(Dataset excerpts)
=== Section Start ===
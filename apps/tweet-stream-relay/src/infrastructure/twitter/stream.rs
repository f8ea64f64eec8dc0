//! Filtered-Stream Relay
//!
//! Holds the one long-lived connection to the provider's filtered stream,
//! decodes its body into records and hands them on as [`RelayEvent`]s.
//!
//! # Lifecycle
//!
//! ```text
//! Connecting ──► Streaming ──► Disconnected ──(backoff)──► Connecting
//!      │                             │
//!      └──── max attempts ───────────┴──► Stopped
//! ```
//!
//! A connection counts as lost when the body ends, the transport fails or
//! no bytes arrive within the stall timeout.

use std::future::Future;
use std::sync::Arc;
use std::sync::atomic::{AtomicBool, Ordering};
use std::time::Duration;

use futures_util::StreamExt;
use reqwest::{Client, Response, StatusCode};
use tokio::sync::mpsc;
use tokio_util::sync::CancellationToken;

use super::codec::{ParseError, RecordDecoder};
use super::error::TransportError;
use super::reconnect::{ReconnectConfig, ReconnectPolicy};
use super::rules::USER_AGENT;
use crate::application::ports::RelayLauncher;
use crate::domain::streaming::StreamRecord;
use crate::infrastructure::config::{Credentials, RelayConfig};
use crate::infrastructure::metrics::{self, DiscardReason};

/// Header carrying the epoch second at which the rate-limit window resets.
const RATE_LIMIT_RESET_HEADER: &str = "x-rate-limit-reset";

// =============================================================================
// Error Type
// =============================================================================

/// Errors that end one streaming connection.
#[derive(Debug, thiserror::Error)]
pub enum RelayError {
    /// The request or body read failed.
    #[error(transparent)]
    Transport(#[from] TransportError),

    /// The provider answered 429.
    #[error("rate limited by provider")]
    RateLimited {
        /// Epoch second at which the window resets, if the provider said.
        reset_epoch_secs: Option<i64>,
    },

    /// No bytes arrived within the stall timeout.
    #[error("stream stalled for {0:?}")]
    Stalled(Duration),

    /// The provider closed the response body.
    #[error("stream ended by provider")]
    Ended,

    /// Maximum reconnection attempts exceeded.
    #[error("maximum reconnection attempts exceeded")]
    MaxReconnectAttemptsExceeded,

    /// Shutdown was requested before the connection opened.
    #[error("stream relay cancelled")]
    Cancelled,
}

impl RelayError {
    /// Metric label for the error.
    #[must_use]
    pub const fn kind(&self) -> &'static str {
        match self {
            Self::Transport(TransportError::Status { .. }) => "status",
            Self::Transport(_) => "transport",
            Self::RateLimited { .. } => "rate_limited",
            Self::Stalled(_) => "stalled",
            Self::Ended => "ended",
            Self::MaxReconnectAttemptsExceeded => "max_attempts",
            Self::Cancelled => "cancelled",
        }
    }
}

// =============================================================================
// Relay Events
// =============================================================================

/// Events emitted by the stream relay.
#[derive(Debug, Clone)]
pub enum RelayEvent {
    /// Opening the streaming connection.
    Connecting,
    /// The provider accepted the connection.
    Connected,
    /// One decoded record.
    Record(StreamRecord),
    /// The connection was lost.
    Disconnected {
        /// Why the connection ended.
        reason: String,
    },
    /// Waiting before the next connection attempt.
    Reconnecting {
        /// Reconnection attempt number.
        attempt: u32,
        /// Delay before the attempt.
        delay: Duration,
    },
    /// The relay stopped for good.
    Stopped,
}

// =============================================================================
// Relay Configuration
// =============================================================================

/// Configuration for the stream relay.
#[derive(Debug, Clone)]
pub struct StreamRelayConfig {
    /// Streaming endpoint without query parameters.
    pub url: String,
    /// Query parameters, encoded when the request is built.
    pub query: Vec<(String, String)>,
    /// Bearer credential.
    pub credentials: Credentials,
    /// Timeout for establishing the TCP connection.
    pub connect_timeout: Duration,
    /// Longest silence before the connection counts as lost.
    pub stall_timeout: Duration,
    /// Largest record the decoder will buffer.
    pub max_record_bytes: usize,
    /// Reconnection configuration.
    pub reconnect: ReconnectConfig,
}

impl StreamRelayConfig {
    /// Build the relay configuration from the process configuration.
    #[must_use]
    pub fn from_config(config: &RelayConfig) -> Self {
        Self {
            url: config.stream_url(),
            query: config.stream_query(),
            credentials: config.credentials.clone(),
            connect_timeout: config.api.request_timeout,
            stall_timeout: config.stream.stall_timeout,
            max_record_bytes: config.stream.max_record_bytes,
            reconnect: ReconnectConfig::from(&config.stream),
        }
    }
}

// =============================================================================
// Stream Relay
// =============================================================================

/// Filtered-stream client with supervised reconnection.
#[derive(Debug)]
pub struct StreamRelay {
    config: StreamRelayConfig,
    client: Client,
    event_tx: mpsc::Sender<RelayEvent>,
    cancel: CancellationToken,
}

impl StreamRelay {
    /// Create a new stream relay.
    ///
    /// # Errors
    ///
    /// Returns [`TransportError::ClientInit`] if the HTTP client cannot be built.
    pub fn new(
        config: StreamRelayConfig,
        event_tx: mpsc::Sender<RelayEvent>,
        cancel: CancellationToken,
    ) -> Result<Self, TransportError> {
        // No overall timeout: the response body stays open indefinitely.
        let client = Client::builder()
            .user_agent(USER_AGENT)
            .connect_timeout(config.connect_timeout)
            .build()
            .map_err(|e| TransportError::ClientInit(e.to_string()))?;

        Ok(Self {
            config,
            client,
            event_tx,
            cancel,
        })
    }

    /// Run the relay until cancelled or out of reconnection attempts.
    ///
    /// # Errors
    ///
    /// Returns [`RelayError::MaxReconnectAttemptsExceeded`] once the
    /// reconnection policy gives up.
    pub async fn run(self: Arc<Self>) -> Result<(), RelayError> {
        let result = self.supervise().await;
        metrics::set_stream_connected(false);
        let _ = self.event_tx.send(RelayEvent::Stopped).await;
        result
    }

    async fn supervise(&self) -> Result<(), RelayError> {
        let mut reconnect_policy = ReconnectPolicy::new(self.config.reconnect.clone());

        loop {
            if self.cancel.is_cancelled() {
                tracing::info!("Stream relay cancelled");
                return Ok(());
            }

            let error = match self.connect_and_pump(&mut reconnect_policy).await {
                Ok(()) | Err(RelayError::Cancelled) => continue,
                Err(e) => e,
            };

            tracing::warn!(error = %error, kind = error.kind(), "Filtered stream disconnected");
            metrics::set_stream_connected(false);
            metrics::record_stream_error(error.kind());
            let _ = self
                .event_tx
                .send(RelayEvent::Disconnected {
                    reason: error.to_string(),
                })
                .await;

            let delay = match &error {
                RelayError::RateLimited { reset_epoch_secs } => reconnect_policy
                    .next_rate_limited_delay(*reset_epoch_secs, chrono::Utc::now().timestamp()),
                _ => reconnect_policy.next_delay(),
            };
            let Some(delay) = delay else {
                tracing::error!(
                    attempts = reconnect_policy.attempt_count(),
                    "Giving up on the filtered stream"
                );
                return Err(RelayError::MaxReconnectAttemptsExceeded);
            };

            let attempt = reconnect_policy.attempt_count();
            tracing::info!(
                attempt,
                delay_ms = delay.as_millis(),
                "Reconnecting to filtered stream"
            );
            metrics::record_reconnect();
            let _ = self
                .event_tx
                .send(RelayEvent::Reconnecting { attempt, delay })
                .await;

            tokio::select! {
                () = self.cancel.cancelled() => {
                    tracing::info!("Stream relay cancelled during reconnect delay");
                    return Ok(());
                }
                () = tokio::time::sleep(delay) => {}
            }
        }
    }

    /// One connection: open, then forward records until it ends.
    async fn connect_and_pump(&self, policy: &mut ReconnectPolicy) -> Result<(), RelayError> {
        let _ = self.event_tx.send(RelayEvent::Connecting).await;
        let response = self.open().await?;

        tracing::info!("Connected to filtered stream");
        policy.reset();
        metrics::set_stream_connected(true);
        let _ = self.event_tx.send(RelayEvent::Connected).await;

        let event_tx = self.event_tx.clone();
        self.pump(response, move |record| {
            let event_tx = event_tx.clone();
            async move {
                let _ = event_tx.send(RelayEvent::Record(record)).await;
            }
        })
        .await
    }

    /// Open one connection and invoke `on_record` for every decoded record.
    ///
    /// Malformed input is skipped. Returns `Ok(())` only when cancelled.
    ///
    /// # Errors
    ///
    /// Returns the [`RelayError`] that ended the connection.
    pub async fn stream_records<F, Fut>(&self, on_record: F) -> Result<(), RelayError>
    where
        F: FnMut(StreamRecord) -> Fut + Send,
        Fut: Future<Output = ()> + Send,
    {
        let response = match self.open().await {
            Ok(response) => response,
            Err(RelayError::Cancelled) => return Ok(()),
            Err(e) => return Err(e),
        };
        self.pump(response, on_record).await
    }

    async fn open(&self) -> Result<Response, RelayError> {
        let request = self
            .client
            .get(&self.config.url)
            .query(&self.config.query)
            .bearer_auth(self.config.credentials.bearer_token())
            .send();

        let response = tokio::select! {
            () = self.cancel.cancelled() => return Err(RelayError::Cancelled),
            sent = tokio::time::timeout(self.config.stall_timeout, request) => match sent {
                Ok(result) => result.map_err(TransportError::from)?,
                Err(_) => return Err(RelayError::Stalled(self.config.stall_timeout)),
            },
        };

        let status = response.status();
        if status == StatusCode::TOO_MANY_REQUESTS {
            return Err(RelayError::RateLimited {
                reset_epoch_secs: rate_limit_reset(&response),
            });
        }
        if !status.is_success() {
            let body = response.text().await.unwrap_or_default();
            return Err(TransportError::Status {
                status: status.as_u16(),
                body,
            }
            .into());
        }

        Ok(response)
    }

    async fn pump<F, Fut>(&self, response: Response, mut on_record: F) -> Result<(), RelayError>
    where
        F: FnMut(StreamRecord) -> Fut + Send,
        Fut: Future<Output = ()> + Send,
    {
        let mut decoder = RecordDecoder::new(self.config.max_record_bytes);
        let mut body = response.bytes_stream();

        loop {
            let next = tokio::select! {
                () = self.cancel.cancelled() => return Ok(()),
                next = tokio::time::timeout(self.config.stall_timeout, body.next()) => next,
            };

            let chunk = match next {
                Err(_) => return Err(RelayError::Stalled(self.config.stall_timeout)),
                Ok(None) => return Err(RelayError::Ended),
                Ok(Some(chunk)) => chunk.map_err(TransportError::from)?,
            };

            for outcome in decoder.push(&chunk) {
                match outcome {
                    Ok(record) => {
                        metrics::record_record_received();
                        on_record(record).await;
                    }
                    Err(e) => {
                        tracing::trace!(error = %e, "Discarding stream chunk");
                        metrics::record_record_discarded(match e {
                            ParseError::Json(_) => DiscardReason::Malformed,
                            ParseError::Oversized { .. } => DiscardReason::Oversized,
                        });
                    }
                }
            }
        }
    }
}

fn rate_limit_reset(response: &Response) -> Option<i64> {
    response
        .headers()
        .get(RATE_LIMIT_RESET_HEADER)?
        .to_str()
        .ok()?
        .trim()
        .parse()
        .ok()
}

// =============================================================================
// Start-Once Handle
// =============================================================================

/// Starts the relay task at most once per process.
#[derive(Debug)]
pub struct RelayHandle {
    relay: Arc<StreamRelay>,
    launched: AtomicBool,
}

impl RelayHandle {
    /// Wrap a relay that has not been started yet.
    #[must_use]
    pub const fn new(relay: Arc<StreamRelay>) -> Self {
        Self {
            relay,
            launched: AtomicBool::new(false),
        }
    }
}

impl RelayLauncher for RelayHandle {
    fn launch(&self) -> bool {
        if self
            .launched
            .compare_exchange(false, true, Ordering::AcqRel, Ordering::Acquire)
            .is_err()
        {
            tracing::debug!("Stream relay already running");
            return false;
        }

        let relay = Arc::clone(&self.relay);
        tokio::spawn(async move {
            if let Err(e) = relay.run().await {
                tracing::error!(error = %e, "Stream relay stopped");
            }
        });
        tracing::info!("Stream relay started");
        true
    }

    fn is_launched(&self) -> bool {
        self.launched.load(Ordering::Acquire)
    }
}

// =============================================================================
// Tests
// =============================================================================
=== Section End ===
- [YOUR INSTRUCTIONS] Within the data above, pick out all lines holding the word "AtomicBool".

- [RESULT FOR THIS TASK]
use std::sync::atomic::{AtomicBool, Ordering};
    launched: AtomicBool,
            launched: AtomicBool::new(false),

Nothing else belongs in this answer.